Variable Tensor Size from agent2agent Network Causes Index Out of Bounds Error #31

Open zywangEcho opened 2 weeks ago

zywangEcho commented 2 weeks ago

Hi, First of all, thank you for your excellent work on this project. I am currently working with the predictor.py file and have a question regarding the input data for the predictor model. Specifically,an error occurs when running the predictor due to the agent2agent network utilizing a mask, which results in a variable output tensor size.

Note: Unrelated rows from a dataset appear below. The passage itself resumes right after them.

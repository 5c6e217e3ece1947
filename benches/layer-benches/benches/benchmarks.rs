use criterion::{criterion_group, criterion_main, BenchmarkId, Criterion};
use dnn_layers::{
    engine::HostEngine,
    factory::LayerFactory,
    layer::{Conv2dParams, Convolution2D},
};
use layer_benches::LeNet5;
use num_format::{Locale, ToFormattedString};
use std::sync::Arc;

fn factory(blocked: bool) -> LayerFactory {
    let engine = HostEngine::builder().blocked(blocked).build().unwrap();
    LayerFactory::with_engine(Arc::new(engine))
}

pub fn criterion_benchmark(c: &mut Criterion) {
    {
        let batch_size = 100;
        let mut g = c.benchmark_group(format!(
            "LeNet5(training, batch_size = {})",
            batch_size.to_formatted_string(&Locale::en)
        ));
        let model = LeNet5::new(batch_size);
        for blocked in [false, true] {
            let name = if blocked { "blocked" } else { "plain" };
            g.bench_function(BenchmarkId::new("cached", name), |b| {
                let factory = factory(blocked);
                b.iter(|| model.train(&factory).unwrap());
            });
        }
        g.bench_function(BenchmarkId::new("uncached", "blocked"), |b| {
            b.iter(|| model.train(&factory(true)).unwrap());
        });
    }
    {
        let mut g = c.benchmark_group("conv2d(64, 32x32, 3x3)");
        let params = Conv2dParams::new([16, 64, 32, 32], [64, 64, 3, 3])
            .with_bias(Some(64))
            .with_padding([1, 1], [1, 1]);
        let x = vec![0.5f32; 16 * 64 * 32 * 32];
        let w = vec![0.01f32; 64 * 64 * 9];
        let bias = vec![0f32; 64];
        let mut y = vec![0f32; x.len()];
        for blocked in [false, true] {
            let name = if blocked { "blocked" } else { "plain" };
            let factory = factory(blocked);
            g.bench_function(BenchmarkId::new("forward", name), |b| {
                b.iter(|| {
                    Convolution2D::do_forward(&factory, &params, &x, &w, Some(bias.as_slice()), &mut y)
                        .unwrap();
                });
            });
        }
    }
}

criterion_group!(benches, criterion_benchmark);
criterion_main!(benches);
//! The math kernel library capability.
//!
//! Layers never compute anything themselves. They describe an operation with an [`OpDesc`], ask an [`Engine`]
//! for a [`PrimitiveDesc`] (which reports the memory layout the primitive wants for each [`Role`]), and execute it
//! over buffers in those layouts.
//!
//! [`HostEngine`] is a reference implementation in Rust.
use crate::{
    error::KernelError,
    memory::{self, MemoryDesc},
};
use std::fmt::Debug;

mod host;
pub use host::{HostEngine, HostEngineBuilder};

/// The role of a buffer in a primitive.
#[derive(Clone, Copy, Debug, Eq, PartialEq, Hash, derive_more::Display)]
pub enum Role {
    /// Input `x`.
    #[display(fmt = "src")]
    Src,
    /// Weights `W`.
    #[display(fmt = "weights")]
    Weights,
    /// Bias `b`.
    #[display(fmt = "bias")]
    Bias,
    /// Output `y`.
    #[display(fmt = "dst")]
    Dst,
    /// Input gradient `gx`.
    #[display(fmt = "diff_src")]
    DiffSrc,
    /// Weight gradient `gW`.
    #[display(fmt = "diff_weights")]
    DiffWeights,
    /// Bias gradient `gb`.
    #[display(fmt = "diff_bias")]
    DiffBias,
    /// Output gradient `gy`.
    #[display(fmt = "diff_dst")]
    DiffDst,
}

impl Role {
    /// The forward role a gradient role shares its layout with.
    pub fn forward(&self) -> Self {
        match self {
            Self::DiffSrc => Self::Src,
            Self::DiffWeights => Self::Weights,
            Self::DiffBias => Self::Bias,
            Self::DiffDst => Self::Dst,
            role => *role,
        }
    }
}

/// Propagation kind of a primitive.
#[derive(Clone, Copy, Debug, Eq, PartialEq, Hash, derive_more::IsVariant)]
pub enum Propagation {
    /// Computes the output.
    Forward,
    /// Computes the gradient of the input.
    BackwardData,
    /// Computes the gradients of the weights and bias.
    BackwardWeights,
}

/// Pooling algorithm.
#[derive(Clone, Copy, Debug, Eq, PartialEq, Hash)]
pub enum PoolAlgorithm {
    /// Maximum of the window.
    Max,
    /// Mean of the window, padding included.
    Avg,
}

/// Geometry of a 2d convolution.
///
/// For deconvolutions `src` is the smaller input and `dst` the larger output, weights are `(src channels, dst
/// channels, kh, kw)`.
#[derive(Clone, Debug, Eq, PartialEq, Hash)]
pub struct ConvDesc {
    /// `(n, c, h, w)`
    pub src: [usize; 4],
    /// Weight dims.
    pub weights: [usize; 4],
    /// Whether there is a bias.
    pub bias: bool,
    /// `(n, c, h, w)`
    pub dst: [usize; 4],
    /// `(y, x)`
    pub strides: [usize; 2],
    /// Top and left padding.
    pub padding_l: [usize; 2],
    /// Bottom and right padding.
    pub padding_r: [usize; 2],
}

/// Geometry of a 2d pooling.
#[derive(Clone, Debug, Eq, PartialEq, Hash)]
pub struct PoolDesc {
    /// The algorithm.
    pub algorithm: PoolAlgorithm,
    /// `(n, c, h, w)`
    pub src: [usize; 4],
    /// `(n, c, h, w)`
    pub dst: [usize; 4],
    /// `(h, w)`
    pub kernel: [usize; 2],
    /// `(y, x)`
    pub strides: [usize; 2],
    /// Top and left padding.
    pub padding_l: [usize; 2],
    /// Bottom and right padding.
    pub padding_r: [usize; 2],
}

/// Describes an operation independent of memory layouts.
#[derive(Clone, Debug, PartialEq)]
pub enum OpDesc {
    /// 2d convolution.
    Convolution(Propagation, ConvDesc),
    /// 2d transposed convolution.
    Deconvolution(Propagation, ConvDesc),
    /// 2d pooling.
    Pooling(Propagation, PoolDesc),
    /// Local response normalization across channels.
    Lrn {
        /// The propagation.
        prop: Propagation,
        /// `(n, c, h, w)`
        src: [usize; 4],
        /// Channels in the window.
        local_size: usize,
        /// Scale of the sum of squares.
        alpha: f64,
        /// Exponent.
        beta: f64,
        /// Offset.
        k: f64,
    },
    /// Softmax along `axis`.
    Softmax {
        /// The propagation.
        prop: Propagation,
        /// Dims of the input.
        dims: Vec<usize>,
        /// The reduced axis.
        axis: usize,
    },
    /// Fully connected `y = x W^T + b`.
    InnerProduct {
        /// The propagation.
        prop: Propagation,
        /// `(n, k)`
        src: [usize; 2],
        /// `(m, k)`
        weights: [usize; 2],
        /// Whether there is a bias.
        bias: bool,
        /// `(n, m)`
        dst: [usize; 2],
    },
    /// Rectified linear unit.
    Relu {
        /// The propagation.
        prop: Propagation,
        /// Dims of the input.
        dims: Vec<usize>,
    },
}

impl OpDesc {
    /// The propagation kind.
    pub fn prop(&self) -> Propagation {
        match self {
            Self::Convolution(prop, _) | Self::Deconvolution(prop, _) | Self::Pooling(prop, _) => {
                *prop
            }
            Self::Lrn { prop, .. }
            | Self::Softmax { prop, .. }
            | Self::InnerProduct { prop, .. }
            | Self::Relu { prop, .. } => *prop,
        }
    }
    /// The same operation with a different propagation.
    pub fn with_prop(&self, prop: Propagation) -> Self {
        let mut op = self.clone();
        match &mut op {
            Self::Convolution(p, _) | Self::Deconvolution(p, _) | Self::Pooling(p, _) => *p = prop,
            Self::Lrn { prop: p, .. }
            | Self::Softmax { prop: p, .. }
            | Self::InnerProduct { prop: p, .. }
            | Self::Relu { prop: p, .. } => *p = prop,
        }
        op
    }
    /// The roles read by the primitive.
    pub fn inputs(&self) -> Vec<Role> {
        use Propagation::*;
        use Role::*;
        let bias = match self {
            Self::Convolution(_, desc) | Self::Deconvolution(_, desc) => desc.bias,
            Self::InnerProduct { bias, .. } => *bias,
            _ => false,
        };
        let weighted = matches!(
            self,
            Self::Convolution(..) | Self::Deconvolution(..) | Self::InnerProduct { .. }
        );
        match (self.prop(), weighted) {
            (Forward, true) if bias => vec![Src, Weights, Bias],
            (Forward, true) => vec![Src, Weights],
            (Forward, false) => vec![Src],
            (BackwardData, true) => vec![Weights, DiffDst],
            (BackwardData, false) if matches!(self, Self::Softmax { .. }) => vec![Dst, DiffDst],
            (BackwardData, false) => vec![Src, DiffDst],
            (BackwardWeights, _) => vec![Src, DiffDst],
        }
    }
    /// The roles written by the primitive.
    pub fn outputs(&self) -> Vec<Role> {
        use Role::*;
        match self.prop() {
            Propagation::Forward => vec![Dst],
            Propagation::BackwardData => vec![DiffSrc],
            Propagation::BackwardWeights => {
                let bias = match self {
                    Self::Convolution(_, desc) | Self::Deconvolution(_, desc) => desc.bias,
                    Self::InnerProduct { bias, .. } => *bias,
                    _ => false,
                };
                if bias {
                    vec![DiffWeights, DiffBias]
                } else {
                    vec![DiffWeights]
                }
            }
        }
    }
}

/// A primitive descriptor.
///
/// The operation plus the memory layout the engine chose for each of its buffers.
#[derive(Clone, Debug, PartialEq)]
pub struct PrimitiveDesc {
    op: OpDesc,
    mds: Vec<(Role, MemoryDesc)>,
}

impl PrimitiveDesc {
    /// Creates a new descriptor, for use by engines.
    pub fn new(op: OpDesc, mds: Vec<(Role, MemoryDesc)>) -> Self {
        Self { op, mds }
    }
    /// The operation.
    pub fn op(&self) -> &OpDesc {
        &self.op
    }
    /// The memory descriptor of `role`.
    pub fn memory_desc(&self, role: Role) -> Option<&MemoryDesc> {
        self.mds
            .iter()
            .find_map(|(r, md)| if *r == role { Some(md) } else { None })
    }
    /// The memory descriptors.
    pub fn memory_descs(&self) -> impl Iterator<Item = &(Role, MemoryDesc)> {
        self.mds.iter()
    }
}

/// Buffers passed to [`Engine::execute()`].
///
/// Buffers are in the layouts of the [`PrimitiveDesc`].
#[derive(Default)]
pub struct ExecArgs<'a> {
    inputs: Vec<(Role, &'a [f32])>,
    outputs: Vec<(Role, &'a mut [f32])>,
}

impl<'a> ExecArgs<'a> {
    /// Adds an input.
    pub fn input(&mut self, role: Role, data: &'a [f32]) -> &mut Self {
        self.inputs.push((role, data));
        self
    }
    /// Adds an output.
    pub fn output(&mut self, role: Role, data: &'a mut [f32]) -> &mut Self {
        self.outputs.push((role, data));
        self
    }
    /// Gets the input `role`.
    ///
    /// **Errors**
    /// [`KernelError::MissingArgument`]
    pub fn get(&self, role: Role) -> Result<&'a [f32], KernelError> {
        self.inputs
            .iter()
            .find_map(|(r, data)| if *r == role { Some(*data) } else { None })
            .ok_or(KernelError::MissingArgument(role))
    }
    /// Removes the output `role`.
    ///
    /// **Errors**
    /// [`KernelError::MissingArgument`]
    pub fn take(&mut self, role: Role) -> Result<&'a mut [f32], KernelError> {
        let index = self
            .outputs
            .iter()
            .position(|(r, _)| *r == role)
            .ok_or(KernelError::MissingArgument(role))?;
        Ok(self.outputs.swap_remove(index).1)
    }
}

/// A math kernel library.
///
/// Implementations must be deterministic: executing the same primitive over the same buffers produces the same
/// result.
pub trait Engine: Debug + Send + Sync + 'static {
    /// Builds a primitive descriptor for `op`.
    ///
    /// Backward primitives may be given the forward descriptor as a `hint`, the engine should then prefer the
    /// layouts already chosen for forward.
    ///
    /// **Errors**
    /// The operation is not supported or is inconsistent.
    fn primitive_desc(
        &self,
        op: &OpDesc,
        hint: Option<&PrimitiveDesc>,
    ) -> Result<PrimitiveDesc, KernelError>;
    /// Executes the primitive.
    ///
    /// Blocks until the outputs are written.
    ///
    /// **Errors**
    /// - An argument is missing or does not match its memory descriptor.
    /// - The kernel failed.
    fn execute(&self, pd: &PrimitiveDesc, args: ExecArgs) -> Result<(), KernelError>;
    /// Reorders `src` into `dst`.
    ///
    /// See [`memory::reorder()`].
    fn reorder(
        &self,
        src_md: &MemoryDesc,
        src: &[f32],
        dst_md: &MemoryDesc,
        dst: &mut [f32],
    ) -> Result<(), KernelError> {
        memory::reorder(src_md, src, dst_md, dst)
    }
}

#[cfg(test)]
mod tests {
    use super::*;

    fn conv_desc(bias: bool) -> ConvDesc {
        ConvDesc {
            src: [1, 1, 4, 4],
            weights: [1, 1, 2, 2],
            bias,
            dst: [1, 1, 3, 3],
            strides: [1, 1],
            padding_l: [0, 0],
            padding_r: [0, 0],
        }
    }

    #[test]
    fn conv_roles() {
        use Role::*;
        let op = OpDesc::Convolution(Propagation::Forward, conv_desc(true));
        assert_eq!(op.inputs(), [Src, Weights, Bias]);
        assert_eq!(op.outputs(), [Dst]);
        let op = op.with_prop(Propagation::BackwardData);
        assert_eq!(op.inputs(), [Weights, DiffDst]);
        assert_eq!(op.outputs(), [DiffSrc]);
        let op = OpDesc::Convolution(Propagation::BackwardWeights, conv_desc(false));
        assert_eq!(op.inputs(), [Src, DiffDst]);
        assert_eq!(op.outputs(), [DiffWeights]);
    }

    #[test]
    fn softmax_backward_reads_dst() {
        let op = OpDesc::Softmax {
            prop: Propagation::BackwardData,
            dims: vec![2, 3],
            axis: 1,
        };
        assert_eq!(op.inputs(), [Role::Dst, Role::DiffDst]);
    }

    #[test]
    fn exec_args() {
        let x = [1f32, 2.];
        let mut y = [0f32; 2];
        let mut args = ExecArgs::default();
        args.input(Role::Src, &x).output(Role::Dst, &mut y);
        assert_eq!(args.get(Role::Src).unwrap(), &x);
        assert!(args.get(Role::Weights).unwrap_err().is_missing_argument());
        args.take(Role::Dst).unwrap()[0] = 1.;
        assert!(args.take(Role::Dst).is_err());
        assert_eq!(y[0], 1.);
    }

    #[test]
    fn gradient_roles_share_forward_layout() {
        assert_eq!(Role::DiffSrc.forward(), Role::Src);
        assert_eq!(Role::DiffDst.forward(), Role::Dst);
        assert_eq!(Role::Weights.forward(), Role::Weights);
    }
}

This leads to an index out of bounds error during subsequent iterations. “”“ Traceback (most recent call last): File "closed_loop_test.py", line 146, in closed_loop_test() File "closed_loop_test.py", line 66, in closed_loop_test plans, predictions, scores, cost_function_weights = predictor(ego, neighbors, lanes, crosswalks) File "/home/wzy/anaconda3/envs/DIPP/lib/python3.8/site-packages/torch/nn/modules/module.py", line 1501, in _call_impl return forward_call(*args, **kwargs) File "/home/wzy/DIPP/model/predictor.py", line 243, in forward output = self.agent_map(agent_agent[:, i], lane_feature[:, i], crosswalk_feature[:, i], map_mask[:, i]) IndexError: index 8 is out of bounds for dimension 1 with size 8 ”“” I find that this error happened because "actor_mask". It make the tensor "agent_agent" has different size. In my testing, "actor_mask" first 8 positions are False, and the last 3 positions are True. So "agent_agent" size is [batch,8,256]. When it run to this segment: ''' for i in range(actors.shape[1]): output = self.agent_map(agent_agent[:, i], lane_feature[:, i], crosswalk_feature[:, i], map_mask[:, i]) map_feature.append(output[0]) agent_map.append(output[1]) ''' Because of different size between actors and agent_agent , it make mistake! How can I do to solve this problom? Thank you very much for your assistance.

MCZhi commented 2 weeks ago

Hi, @zywangEcho, thank you for your interest. For your question, please refer to #29 and #24.

zywangEcho commented 2 weeks ago

Thank you!